● **Goal of the exercise**: For each line in the material below that holds "trace", copy that line.
= = =
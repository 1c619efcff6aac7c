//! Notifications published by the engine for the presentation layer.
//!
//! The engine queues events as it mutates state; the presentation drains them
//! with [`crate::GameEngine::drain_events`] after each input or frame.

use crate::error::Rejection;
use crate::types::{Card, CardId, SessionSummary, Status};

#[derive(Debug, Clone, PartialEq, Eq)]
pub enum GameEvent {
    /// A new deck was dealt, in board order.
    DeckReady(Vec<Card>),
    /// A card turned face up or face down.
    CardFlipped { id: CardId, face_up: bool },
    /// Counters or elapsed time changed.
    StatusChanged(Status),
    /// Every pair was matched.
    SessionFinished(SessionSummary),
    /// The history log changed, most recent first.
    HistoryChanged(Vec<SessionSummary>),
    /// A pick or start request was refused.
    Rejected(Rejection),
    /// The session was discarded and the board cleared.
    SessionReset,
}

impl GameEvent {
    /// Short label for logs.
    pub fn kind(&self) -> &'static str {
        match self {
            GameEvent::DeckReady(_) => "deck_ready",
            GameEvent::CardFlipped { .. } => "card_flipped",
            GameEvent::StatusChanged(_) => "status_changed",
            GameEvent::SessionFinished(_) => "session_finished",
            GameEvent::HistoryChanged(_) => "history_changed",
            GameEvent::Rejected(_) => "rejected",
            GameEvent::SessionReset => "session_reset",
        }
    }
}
= = =
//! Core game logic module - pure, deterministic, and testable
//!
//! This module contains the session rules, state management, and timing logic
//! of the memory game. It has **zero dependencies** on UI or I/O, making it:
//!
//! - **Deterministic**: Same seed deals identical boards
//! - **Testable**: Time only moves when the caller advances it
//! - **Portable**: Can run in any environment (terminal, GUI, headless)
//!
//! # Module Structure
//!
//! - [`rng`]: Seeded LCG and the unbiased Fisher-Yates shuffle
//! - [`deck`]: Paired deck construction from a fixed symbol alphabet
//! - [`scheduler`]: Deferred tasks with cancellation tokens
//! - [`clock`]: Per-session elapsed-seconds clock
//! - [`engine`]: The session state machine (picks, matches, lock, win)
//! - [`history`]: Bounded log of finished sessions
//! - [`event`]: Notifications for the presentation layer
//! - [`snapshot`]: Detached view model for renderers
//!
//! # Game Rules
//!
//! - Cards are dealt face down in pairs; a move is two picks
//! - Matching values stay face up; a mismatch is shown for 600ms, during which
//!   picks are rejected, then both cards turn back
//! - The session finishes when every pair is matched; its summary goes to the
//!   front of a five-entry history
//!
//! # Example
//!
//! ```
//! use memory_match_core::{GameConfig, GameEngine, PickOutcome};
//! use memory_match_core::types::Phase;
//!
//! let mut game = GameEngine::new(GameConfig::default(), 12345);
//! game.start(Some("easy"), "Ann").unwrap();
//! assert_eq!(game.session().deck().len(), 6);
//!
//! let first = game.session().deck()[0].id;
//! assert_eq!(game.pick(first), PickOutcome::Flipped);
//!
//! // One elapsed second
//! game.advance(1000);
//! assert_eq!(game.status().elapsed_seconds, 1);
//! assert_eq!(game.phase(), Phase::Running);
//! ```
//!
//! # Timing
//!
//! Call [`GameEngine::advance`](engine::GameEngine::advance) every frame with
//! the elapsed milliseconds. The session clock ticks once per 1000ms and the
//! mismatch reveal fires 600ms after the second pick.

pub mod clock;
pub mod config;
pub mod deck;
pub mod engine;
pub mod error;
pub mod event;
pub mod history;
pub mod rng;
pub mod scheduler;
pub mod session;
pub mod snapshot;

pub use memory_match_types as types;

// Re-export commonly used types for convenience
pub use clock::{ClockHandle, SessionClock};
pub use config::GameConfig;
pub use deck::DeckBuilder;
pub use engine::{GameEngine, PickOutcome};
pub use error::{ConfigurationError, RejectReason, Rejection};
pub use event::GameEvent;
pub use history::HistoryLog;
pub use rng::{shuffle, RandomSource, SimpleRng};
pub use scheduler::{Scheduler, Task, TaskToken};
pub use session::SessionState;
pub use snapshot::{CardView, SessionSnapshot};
= = =
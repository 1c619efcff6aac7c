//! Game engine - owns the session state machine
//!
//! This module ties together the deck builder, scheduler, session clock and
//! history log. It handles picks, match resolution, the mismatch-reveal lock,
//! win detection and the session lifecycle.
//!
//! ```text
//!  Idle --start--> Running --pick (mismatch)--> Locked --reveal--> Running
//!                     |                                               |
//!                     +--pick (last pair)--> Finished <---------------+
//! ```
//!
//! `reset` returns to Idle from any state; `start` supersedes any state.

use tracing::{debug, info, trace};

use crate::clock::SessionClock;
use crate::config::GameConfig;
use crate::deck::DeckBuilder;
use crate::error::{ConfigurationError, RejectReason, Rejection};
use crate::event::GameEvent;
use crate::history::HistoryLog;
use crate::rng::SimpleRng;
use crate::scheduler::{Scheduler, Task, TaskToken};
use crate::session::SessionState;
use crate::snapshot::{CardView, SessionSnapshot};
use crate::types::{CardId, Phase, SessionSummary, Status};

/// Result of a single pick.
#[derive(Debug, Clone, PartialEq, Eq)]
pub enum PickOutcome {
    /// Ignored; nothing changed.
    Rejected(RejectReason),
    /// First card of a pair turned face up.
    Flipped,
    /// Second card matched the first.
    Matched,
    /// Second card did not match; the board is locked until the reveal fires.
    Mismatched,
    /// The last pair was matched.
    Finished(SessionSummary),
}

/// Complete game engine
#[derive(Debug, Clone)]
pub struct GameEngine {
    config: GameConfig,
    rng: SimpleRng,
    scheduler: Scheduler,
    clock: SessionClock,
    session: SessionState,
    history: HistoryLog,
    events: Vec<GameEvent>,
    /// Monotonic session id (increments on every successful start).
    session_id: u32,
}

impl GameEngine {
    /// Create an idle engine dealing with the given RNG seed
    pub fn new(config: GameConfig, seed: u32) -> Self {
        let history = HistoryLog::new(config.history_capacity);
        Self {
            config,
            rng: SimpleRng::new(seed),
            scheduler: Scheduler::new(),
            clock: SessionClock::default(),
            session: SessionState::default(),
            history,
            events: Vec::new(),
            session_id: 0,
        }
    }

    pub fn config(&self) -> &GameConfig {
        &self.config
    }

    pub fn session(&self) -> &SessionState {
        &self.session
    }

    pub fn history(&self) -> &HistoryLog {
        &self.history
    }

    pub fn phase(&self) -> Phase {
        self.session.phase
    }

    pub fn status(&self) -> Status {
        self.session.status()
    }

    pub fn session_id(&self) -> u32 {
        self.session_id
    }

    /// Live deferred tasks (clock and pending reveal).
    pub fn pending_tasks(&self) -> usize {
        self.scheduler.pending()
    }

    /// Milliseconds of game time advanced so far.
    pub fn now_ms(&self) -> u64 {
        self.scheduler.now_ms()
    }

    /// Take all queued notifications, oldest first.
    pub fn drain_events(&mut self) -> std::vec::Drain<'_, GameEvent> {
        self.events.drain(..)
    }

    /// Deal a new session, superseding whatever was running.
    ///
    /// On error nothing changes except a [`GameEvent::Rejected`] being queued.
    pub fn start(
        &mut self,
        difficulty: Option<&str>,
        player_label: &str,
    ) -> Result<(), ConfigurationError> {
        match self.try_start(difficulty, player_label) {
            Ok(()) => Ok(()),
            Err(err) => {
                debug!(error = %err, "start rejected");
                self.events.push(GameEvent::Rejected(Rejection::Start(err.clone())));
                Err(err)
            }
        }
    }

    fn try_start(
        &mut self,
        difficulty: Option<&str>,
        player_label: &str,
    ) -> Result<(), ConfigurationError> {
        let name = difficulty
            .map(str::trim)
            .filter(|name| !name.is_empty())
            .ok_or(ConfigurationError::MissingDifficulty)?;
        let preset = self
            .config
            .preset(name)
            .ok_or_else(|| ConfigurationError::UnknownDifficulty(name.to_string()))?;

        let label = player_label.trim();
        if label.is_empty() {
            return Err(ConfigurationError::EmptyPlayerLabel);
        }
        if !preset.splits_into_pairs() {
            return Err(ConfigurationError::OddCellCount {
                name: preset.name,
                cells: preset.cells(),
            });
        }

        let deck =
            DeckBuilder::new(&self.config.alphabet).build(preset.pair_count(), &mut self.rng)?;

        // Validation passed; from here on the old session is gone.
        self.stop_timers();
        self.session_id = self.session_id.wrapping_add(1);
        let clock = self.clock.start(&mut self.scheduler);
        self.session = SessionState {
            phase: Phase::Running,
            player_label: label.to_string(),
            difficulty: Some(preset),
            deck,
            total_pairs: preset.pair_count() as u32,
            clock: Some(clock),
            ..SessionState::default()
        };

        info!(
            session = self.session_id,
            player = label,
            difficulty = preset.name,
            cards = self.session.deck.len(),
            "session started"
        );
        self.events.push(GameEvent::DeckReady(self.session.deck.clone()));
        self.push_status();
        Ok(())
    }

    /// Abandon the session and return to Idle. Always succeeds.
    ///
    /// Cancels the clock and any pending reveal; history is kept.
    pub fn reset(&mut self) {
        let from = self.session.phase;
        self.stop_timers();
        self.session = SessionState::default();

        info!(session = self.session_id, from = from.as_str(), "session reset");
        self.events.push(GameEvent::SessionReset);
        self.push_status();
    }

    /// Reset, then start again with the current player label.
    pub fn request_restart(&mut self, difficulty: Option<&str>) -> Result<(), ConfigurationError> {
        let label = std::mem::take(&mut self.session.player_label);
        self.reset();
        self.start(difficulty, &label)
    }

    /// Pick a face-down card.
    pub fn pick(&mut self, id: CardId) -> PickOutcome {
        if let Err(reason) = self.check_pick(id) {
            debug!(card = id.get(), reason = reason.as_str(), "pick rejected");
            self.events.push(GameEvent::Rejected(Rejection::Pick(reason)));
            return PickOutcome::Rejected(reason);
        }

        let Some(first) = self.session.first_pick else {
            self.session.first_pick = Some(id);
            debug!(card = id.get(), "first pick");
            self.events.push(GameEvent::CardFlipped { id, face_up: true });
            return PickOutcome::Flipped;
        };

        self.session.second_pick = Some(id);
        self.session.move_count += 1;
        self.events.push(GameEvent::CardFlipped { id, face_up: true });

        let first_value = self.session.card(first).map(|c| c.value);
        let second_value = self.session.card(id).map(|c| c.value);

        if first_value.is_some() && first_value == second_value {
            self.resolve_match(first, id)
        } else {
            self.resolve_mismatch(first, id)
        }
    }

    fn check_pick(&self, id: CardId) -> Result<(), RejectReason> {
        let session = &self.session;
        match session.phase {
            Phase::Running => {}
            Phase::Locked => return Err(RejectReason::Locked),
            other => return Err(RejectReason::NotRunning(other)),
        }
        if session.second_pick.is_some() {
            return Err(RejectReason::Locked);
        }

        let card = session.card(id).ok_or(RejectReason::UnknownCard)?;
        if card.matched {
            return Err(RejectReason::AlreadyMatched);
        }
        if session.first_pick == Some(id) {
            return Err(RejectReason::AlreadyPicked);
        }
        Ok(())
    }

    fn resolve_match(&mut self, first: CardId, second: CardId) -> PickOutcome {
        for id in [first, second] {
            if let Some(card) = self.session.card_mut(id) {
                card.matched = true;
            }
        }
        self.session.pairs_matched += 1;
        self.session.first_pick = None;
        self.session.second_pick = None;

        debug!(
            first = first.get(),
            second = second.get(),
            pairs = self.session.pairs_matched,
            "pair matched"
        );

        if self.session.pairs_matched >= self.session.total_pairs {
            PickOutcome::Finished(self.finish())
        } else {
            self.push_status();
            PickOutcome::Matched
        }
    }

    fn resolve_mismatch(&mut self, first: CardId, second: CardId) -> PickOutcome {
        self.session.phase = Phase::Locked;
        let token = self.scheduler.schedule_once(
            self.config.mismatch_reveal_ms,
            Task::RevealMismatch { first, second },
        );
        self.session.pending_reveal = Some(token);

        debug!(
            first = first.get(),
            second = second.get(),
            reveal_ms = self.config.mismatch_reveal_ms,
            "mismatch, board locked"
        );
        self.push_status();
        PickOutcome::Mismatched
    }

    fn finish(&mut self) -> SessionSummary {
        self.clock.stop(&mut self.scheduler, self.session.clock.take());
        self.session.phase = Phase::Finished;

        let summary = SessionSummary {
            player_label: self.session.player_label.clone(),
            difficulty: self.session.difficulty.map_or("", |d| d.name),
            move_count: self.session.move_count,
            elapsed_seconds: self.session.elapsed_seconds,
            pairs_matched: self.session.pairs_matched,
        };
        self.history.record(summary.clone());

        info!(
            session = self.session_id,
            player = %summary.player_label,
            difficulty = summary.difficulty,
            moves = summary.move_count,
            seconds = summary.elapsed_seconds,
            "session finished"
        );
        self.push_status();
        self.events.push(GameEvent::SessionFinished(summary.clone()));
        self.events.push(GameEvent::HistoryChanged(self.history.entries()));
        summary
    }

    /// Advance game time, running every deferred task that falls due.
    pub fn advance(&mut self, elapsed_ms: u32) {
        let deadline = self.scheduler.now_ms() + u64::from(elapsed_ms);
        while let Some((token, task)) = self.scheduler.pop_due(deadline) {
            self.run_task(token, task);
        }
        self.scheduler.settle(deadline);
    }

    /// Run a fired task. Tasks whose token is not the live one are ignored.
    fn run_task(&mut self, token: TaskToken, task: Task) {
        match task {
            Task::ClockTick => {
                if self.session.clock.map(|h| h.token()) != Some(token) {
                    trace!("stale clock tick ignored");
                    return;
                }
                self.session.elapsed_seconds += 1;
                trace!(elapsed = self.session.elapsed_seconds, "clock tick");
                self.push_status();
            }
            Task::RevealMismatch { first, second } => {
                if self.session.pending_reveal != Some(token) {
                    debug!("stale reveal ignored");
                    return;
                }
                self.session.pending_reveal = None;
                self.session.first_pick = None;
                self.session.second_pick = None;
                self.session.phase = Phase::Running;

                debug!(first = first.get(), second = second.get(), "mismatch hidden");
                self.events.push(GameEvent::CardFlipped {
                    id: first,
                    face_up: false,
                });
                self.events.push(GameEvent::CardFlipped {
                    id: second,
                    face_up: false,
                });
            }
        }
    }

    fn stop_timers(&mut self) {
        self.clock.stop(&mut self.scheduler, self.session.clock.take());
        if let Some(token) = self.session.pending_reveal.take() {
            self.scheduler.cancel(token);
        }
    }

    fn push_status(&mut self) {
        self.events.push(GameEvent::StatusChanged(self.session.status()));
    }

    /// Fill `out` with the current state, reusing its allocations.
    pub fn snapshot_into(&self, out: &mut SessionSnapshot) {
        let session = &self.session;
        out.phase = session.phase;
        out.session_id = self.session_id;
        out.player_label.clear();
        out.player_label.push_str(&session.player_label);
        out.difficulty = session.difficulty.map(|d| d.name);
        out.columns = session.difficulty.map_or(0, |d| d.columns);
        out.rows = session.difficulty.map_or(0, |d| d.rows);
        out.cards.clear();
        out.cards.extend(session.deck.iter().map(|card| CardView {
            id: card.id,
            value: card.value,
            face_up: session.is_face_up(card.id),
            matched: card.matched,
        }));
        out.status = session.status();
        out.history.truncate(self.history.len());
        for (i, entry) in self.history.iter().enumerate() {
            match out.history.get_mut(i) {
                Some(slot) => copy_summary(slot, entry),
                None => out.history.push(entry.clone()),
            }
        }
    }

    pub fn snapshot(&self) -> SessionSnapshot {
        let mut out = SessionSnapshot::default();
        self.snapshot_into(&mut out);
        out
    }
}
= = =
● **Answer below**:
use tracing::{debug, info, trace};
                    trace!("stale clock tick ignored");
                trace!(elapsed = self.session.elapsed_seconds, "clock tick");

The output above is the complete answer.